The blast, which took place on Saturday, underscored a swing in the national mood toward a more anti-Taliban stance -- a shift that comes as suicide attacks have surged and the military wages an offensive against the Taliban in the Swat valley.
Some 400 villagers from neighboring Upper Dir district, where a suicide bomber killed 33 worshippers at a mosque in the Haya Gai area on Friday, formed a militia and attacked five villages in the nearby Dhok Darra area, said Atif-ur-Rehman, the district coordination officer.
The citizens' militia has occupied three of the villages since Saturday and is trying to push the Taliban out of the other two. Some 20 houses suspected of harboring Taliban were destroyed, he said. At least four militants were killed, he said.
The government has in the past encouraged local citizens to set up militias, known as lashkars, to oust Taliban fighters.
"It is something very positive that tribesmen are standing against the militants. It will discourage the miscreants," Rehman said.
The surge in suicide attacks reached Pakistan's capital late on Saturday when a man wearing an explosive-laden jacket attacked a police compound but was shot down before he could enter the main building. Two officers died and six others were wounded, police said.

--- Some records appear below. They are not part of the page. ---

//! Unit tests for tokenizing and command parsing

use plainsh::parser::{has_unbalanced_quotes, parse_command, tokenize};

#[cfg(test)]
mod tokenizer_tests {
    use super::*;

    #[test]
    fn test_simple_words() {
        assert_eq!(tokenize("cp a.txt b.txt"), vec!["cp", "a.txt", "b.txt"]);
    }

    #[test]
    fn test_quoted_arguments_stay_whole() {
        assert_eq!(
            tokenize(r#"mkdir "my project" 'other one'"#),
            vec!["mkdir", "my project", "other one"]
        );
    }

    #[test]
    fn test_mixed_quotes() {
        assert_eq!(
            tokenize(r#"echo "it's here""#),
            vec!["echo", "it's here"]
        );
    }

    #[test]
    fn test_extra_whitespace_ignored() {
        assert_eq!(tokenize("  ls    -la   "), vec!["ls", "-la"]);
    }

    #[test]
    fn test_blank_input_yields_nothing() {
        assert!(tokenize("").is_empty());
        assert!(tokenize("    ").is_empty());
    }

    #[test]
    fn test_unterminated_quote_falls_back_to_whitespace() {
        // Never an error: the line is split naively instead
        assert_eq!(
            tokenize("echo 'unclosed quote"),
            vec!["echo", "'unclosed", "quote"]
        );
    }

    #[test]
    fn test_unbalanced_quote_detection() {
        assert!(has_unbalanced_quotes("echo 'x"));
        assert!(has_unbalanced_quotes("echo \"x"));
        assert!(!has_unbalanced_quotes("echo 'x' \"y\""));
        assert!(!has_unbalanced_quotes(r"echo \'"));
        assert!(!has_unbalanced_quotes("echo \"it's\""));
    }
}

#[cfg(test)]
mod parse_command_tests {
    use super::*;

    #[test]
    fn test_name_args_and_options() {
        let cmd = parse_command("ls -l -a docs").unwrap();
        assert_eq!(cmd.name, "ls");
        assert_eq!(cmd.args, vec!["-l", "-a", "docs"]);
        assert_eq!(cmd.options, vec!["-l", "-a"]);
        assert_eq!(cmd.operands(), vec!["docs"]);
        assert!(!cmd.has_redirection());
    }

    #[test]
    fn test_output_and_input_are_independent() {
        let cmd = parse_command("sort < unsorted.txt >> sorted.txt").unwrap();
        assert_eq!(cmd.name, "sort");
        assert!(cmd.args.is_empty());
        assert_eq!(cmd.input_file.as_deref(), Some("unsorted.txt"));
        assert_eq!(cmd.output_file.as_deref(), Some("sorted.txt"));
        assert!(cmd.append_mode);
        assert!(cmd.has_redirection());
    }

    #[test]
    fn test_background_marker() {
        let cmd = parse_command("sleep 10 &").unwrap();
        assert_eq!(cmd.name, "sleep");
        assert_eq!(cmd.args, vec!["10"]);
        assert!(cmd.background);
    }

    #[test]
    fn test_blank_line_has_no_command() {
        assert!(parse_command("").is_none());
        assert!(parse_command(" \t ").is_none());
    }

    #[test]
    fn test_quoted_redirect_target() {
        let cmd = parse_command(r#"echo hi > "my notes.txt""#).unwrap();
        assert_eq!(cmd.output_file.as_deref(), Some("my notes.txt"));
        assert_eq!(cmd.args, vec!["hi"]);
    }
}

No one has claimed responsibility for the attack at the police emergency response center in a residential Islamabad neighborhood, but it fit with a Taliban threat of strikes in major cities across Pakistan in retaliation for the military's month-old offensive in Swat.

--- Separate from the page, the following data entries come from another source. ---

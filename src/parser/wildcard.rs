//! `*` / `?` name patterns
//!
//! Used by `find` and for expanding operands of the file commands. Character
//! classes are not supported; `[` matches literally.

use std::path::Path;

/// Whether `pattern` contains a wildcard character
pub fn is_pattern(pattern: &str) -> bool {
    pattern.contains('*') || pattern.contains('?')
}

/// Match `name` against `pattern`
pub fn matches(pattern: &str, name: &str) -> bool {
    let pattern: Vec<char> = pattern.chars().collect();
    let name: Vec<char> = name.chars().collect();

    let (mut p, mut n) = (0, 0);
    // Position of the last `*` and the name index it was tried at
    let mut backtrack: Option<(usize, usize)> = None;

    while n < name.len() {
        match pattern.get(p) {
            Some('*') => {
                backtrack = Some((p, n));
                p += 1;
            }
            Some('?') => {
                p += 1;
                n += 1;
            }
            Some(&c) if c == name[n] => {
                p += 1;
                n += 1;
            }
            _ => match backtrack {
                Some((star, tried)) => {
                    p = star + 1;
                    n = tried + 1;
                    backtrack = Some((star, tried + 1));
                }
                None => return false,
            },
        }
    }

    pattern[p..].iter().all(|&c| c == '*')
}

/// Expand a single-component pattern against the entries of `base`
///
/// Only the last path component may contain wildcards. Hidden entries are
/// matched only when the pattern itself starts with `.`. Returns the sorted
/// matches spelled the way the pattern was, or the pattern unchanged when
/// nothing matches.
pub fn expand(pattern: &str, base: &Path) -> Vec<String> {
    if !is_pattern(pattern) {
        return vec![pattern.to_string()];
    }

    let (dir_part, file_part) = match pattern.rfind('/') {
        Some(idx) => (&pattern[..=idx], &pattern[idx + 1..]),
        None => ("", pattern),
    };
    if is_pattern(dir_part) {
        return vec![pattern.to_string()];
    }

    let search_dir = if dir_part.is_empty() {
        base.to_path_buf()
    } else {
        crate::platform::resolve_path(base, dir_part)
    };

    let Ok(entries) = std::fs::read_dir(&search_dir) else {
        return vec![pattern.to_string()];
    };

    let mut found: Vec<String> = entries
        .flatten()
        .filter_map(|entry| entry.file_name().into_string().ok())
        .filter(|name| !name.starts_with('.') || file_part.starts_with('.'))
        .filter(|name| matches(file_part, name))
        .map(|name| format!("{}{}", dir_part, name))
        .collect();

    if found.is_empty() {
        return vec![pattern.to_string()];
    }
    found.sort();
    found
}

The Swat battle is seen as a test of Pakistan's resolve to take on militants challenging the government in the northwestern regions near Afghanistan. More than 1,300 militants and 105 soldiers have died so far during the offensive, the military says.
The US supports the Swat offensive, hoping it will eliminate a potential sanctuary for Al-Qaida and Taliban militants implicated in attacks on Western forces in Afghanistan.
The campaign began after the collapse of the most recent peace deal, which imposed Islamic law in Swat and surrounding districts. The agreement was brokered by hard-line cleric Sufi Muhammad, three of whose aides were arrested by security forces last week. Two of the aides were killed Saturday after the Taliban attacked their convoy, the army said.
The motive for the ambush was unclear. It could have been an attempt to rescue the men or kill them before they gave intelligence to the military.
But Swat Taliban spokesman Muslim Khan claimed Sunday that Pakistani authorities killed the men because US envoy Richard Holbrooke was visiting.
"It is a gift the government has presented to Holbrooke," Khan told The Associated Press via phone from an undisclosed location. "We believe that they are martyred. We want to tell the government that their martyrdom is not going to be futile."
There have been tensions between Sufi Muhammad's movement and the Taliban, who themselves are composed of different factions.
In Bajur tribal region, a clash between the two groups left four dead Saturday, a local official said. The fight occurred over the alleged abduction of a Taliban commander, said Faramoosh Khan, an administrator in Bajur's Mamund town.
Bajur was the focus of a previous military offensive, and the military said it vanquished the Taliban there in February, but reports of militant activity in the region persist.